Stored items
------------------------------------------------------------
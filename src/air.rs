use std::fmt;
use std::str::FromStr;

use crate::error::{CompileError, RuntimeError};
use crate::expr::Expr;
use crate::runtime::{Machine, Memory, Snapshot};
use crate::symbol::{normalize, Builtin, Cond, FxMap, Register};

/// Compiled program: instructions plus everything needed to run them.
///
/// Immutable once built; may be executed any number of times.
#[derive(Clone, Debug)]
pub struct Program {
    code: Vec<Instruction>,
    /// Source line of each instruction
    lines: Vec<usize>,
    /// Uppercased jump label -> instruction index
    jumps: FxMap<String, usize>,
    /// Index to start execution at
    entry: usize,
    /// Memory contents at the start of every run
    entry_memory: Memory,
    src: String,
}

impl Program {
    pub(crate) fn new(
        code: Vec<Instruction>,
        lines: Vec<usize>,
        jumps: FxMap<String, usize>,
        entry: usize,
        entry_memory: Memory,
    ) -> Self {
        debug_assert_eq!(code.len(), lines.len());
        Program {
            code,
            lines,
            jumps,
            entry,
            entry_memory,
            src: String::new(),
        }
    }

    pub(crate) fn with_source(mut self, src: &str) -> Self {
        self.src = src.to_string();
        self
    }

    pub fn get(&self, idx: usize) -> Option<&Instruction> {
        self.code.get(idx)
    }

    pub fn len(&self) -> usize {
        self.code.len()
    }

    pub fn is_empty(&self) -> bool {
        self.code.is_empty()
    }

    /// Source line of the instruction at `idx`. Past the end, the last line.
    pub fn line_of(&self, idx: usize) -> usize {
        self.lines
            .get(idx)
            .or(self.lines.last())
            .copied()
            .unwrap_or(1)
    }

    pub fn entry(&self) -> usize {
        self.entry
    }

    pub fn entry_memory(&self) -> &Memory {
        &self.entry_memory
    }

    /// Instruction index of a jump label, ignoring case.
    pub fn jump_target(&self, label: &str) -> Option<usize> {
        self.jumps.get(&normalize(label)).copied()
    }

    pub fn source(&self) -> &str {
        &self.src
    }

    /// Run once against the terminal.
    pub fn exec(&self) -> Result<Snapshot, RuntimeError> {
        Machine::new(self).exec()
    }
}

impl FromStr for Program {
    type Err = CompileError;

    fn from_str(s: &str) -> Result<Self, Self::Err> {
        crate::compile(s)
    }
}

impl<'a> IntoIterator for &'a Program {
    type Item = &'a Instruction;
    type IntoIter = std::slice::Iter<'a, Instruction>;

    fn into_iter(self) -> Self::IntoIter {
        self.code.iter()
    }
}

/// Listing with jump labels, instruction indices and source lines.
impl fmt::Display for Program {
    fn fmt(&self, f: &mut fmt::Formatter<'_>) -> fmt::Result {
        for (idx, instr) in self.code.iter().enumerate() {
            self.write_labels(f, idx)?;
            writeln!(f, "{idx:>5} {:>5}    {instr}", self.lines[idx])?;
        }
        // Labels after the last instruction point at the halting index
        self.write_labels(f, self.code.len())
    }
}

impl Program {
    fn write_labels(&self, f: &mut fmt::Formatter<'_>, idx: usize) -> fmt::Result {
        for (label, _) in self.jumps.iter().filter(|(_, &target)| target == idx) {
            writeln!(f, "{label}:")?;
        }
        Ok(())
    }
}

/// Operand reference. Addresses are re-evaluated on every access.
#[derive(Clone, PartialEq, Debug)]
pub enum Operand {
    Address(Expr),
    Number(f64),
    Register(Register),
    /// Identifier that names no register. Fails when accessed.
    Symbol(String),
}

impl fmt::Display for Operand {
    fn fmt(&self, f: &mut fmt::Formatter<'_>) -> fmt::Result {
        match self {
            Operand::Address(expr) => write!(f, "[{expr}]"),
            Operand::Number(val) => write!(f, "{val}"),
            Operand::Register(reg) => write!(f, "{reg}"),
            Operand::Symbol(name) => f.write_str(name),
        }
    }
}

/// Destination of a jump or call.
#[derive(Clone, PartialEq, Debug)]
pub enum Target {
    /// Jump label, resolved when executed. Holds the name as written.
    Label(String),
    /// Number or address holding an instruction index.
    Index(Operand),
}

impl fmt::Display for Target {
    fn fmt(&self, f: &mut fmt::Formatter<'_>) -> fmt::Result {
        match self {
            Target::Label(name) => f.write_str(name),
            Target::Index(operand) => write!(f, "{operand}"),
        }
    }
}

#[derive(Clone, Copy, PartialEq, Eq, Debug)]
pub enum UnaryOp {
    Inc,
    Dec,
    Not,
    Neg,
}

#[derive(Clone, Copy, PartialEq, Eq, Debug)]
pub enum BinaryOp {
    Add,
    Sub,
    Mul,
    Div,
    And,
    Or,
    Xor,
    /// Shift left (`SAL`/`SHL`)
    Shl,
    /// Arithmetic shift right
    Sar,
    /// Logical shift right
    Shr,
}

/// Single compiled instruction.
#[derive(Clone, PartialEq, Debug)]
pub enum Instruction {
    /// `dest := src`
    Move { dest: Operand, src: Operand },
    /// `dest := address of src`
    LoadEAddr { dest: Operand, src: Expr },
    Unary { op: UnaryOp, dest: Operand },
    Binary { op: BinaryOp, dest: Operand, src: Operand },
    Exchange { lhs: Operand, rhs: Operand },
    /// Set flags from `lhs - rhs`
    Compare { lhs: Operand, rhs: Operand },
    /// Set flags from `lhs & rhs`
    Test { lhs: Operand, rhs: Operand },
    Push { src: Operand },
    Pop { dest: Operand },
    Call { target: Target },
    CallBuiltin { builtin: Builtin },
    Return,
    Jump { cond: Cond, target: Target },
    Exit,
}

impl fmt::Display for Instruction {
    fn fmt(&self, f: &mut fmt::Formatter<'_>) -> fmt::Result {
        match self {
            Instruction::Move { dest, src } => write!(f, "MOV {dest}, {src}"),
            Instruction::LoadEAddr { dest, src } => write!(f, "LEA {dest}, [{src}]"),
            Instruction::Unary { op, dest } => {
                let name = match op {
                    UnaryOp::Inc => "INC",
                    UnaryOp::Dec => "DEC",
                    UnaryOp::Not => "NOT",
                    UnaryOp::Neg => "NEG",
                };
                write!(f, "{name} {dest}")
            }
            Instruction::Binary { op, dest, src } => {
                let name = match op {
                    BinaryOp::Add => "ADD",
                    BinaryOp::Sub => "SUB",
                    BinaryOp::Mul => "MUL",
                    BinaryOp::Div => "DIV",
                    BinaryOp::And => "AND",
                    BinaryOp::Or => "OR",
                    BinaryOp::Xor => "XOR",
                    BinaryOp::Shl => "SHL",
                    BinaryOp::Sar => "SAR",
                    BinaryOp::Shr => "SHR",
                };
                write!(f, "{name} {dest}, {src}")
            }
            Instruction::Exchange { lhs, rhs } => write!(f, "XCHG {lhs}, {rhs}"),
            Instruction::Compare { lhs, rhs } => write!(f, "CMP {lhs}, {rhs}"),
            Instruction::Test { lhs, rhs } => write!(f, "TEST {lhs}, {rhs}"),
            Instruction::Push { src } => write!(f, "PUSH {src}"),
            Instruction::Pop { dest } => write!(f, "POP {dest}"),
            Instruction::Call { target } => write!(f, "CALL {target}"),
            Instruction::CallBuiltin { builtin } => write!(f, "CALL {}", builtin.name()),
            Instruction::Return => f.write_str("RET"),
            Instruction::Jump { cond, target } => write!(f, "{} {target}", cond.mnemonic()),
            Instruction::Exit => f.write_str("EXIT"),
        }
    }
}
------------------------------------------------------------
When a line in the data above contains the string "CompileError", copy that line.

▸ **RESULT BELOW**
use crate::error::{CompileError, RuntimeError};
    type Err = CompileError;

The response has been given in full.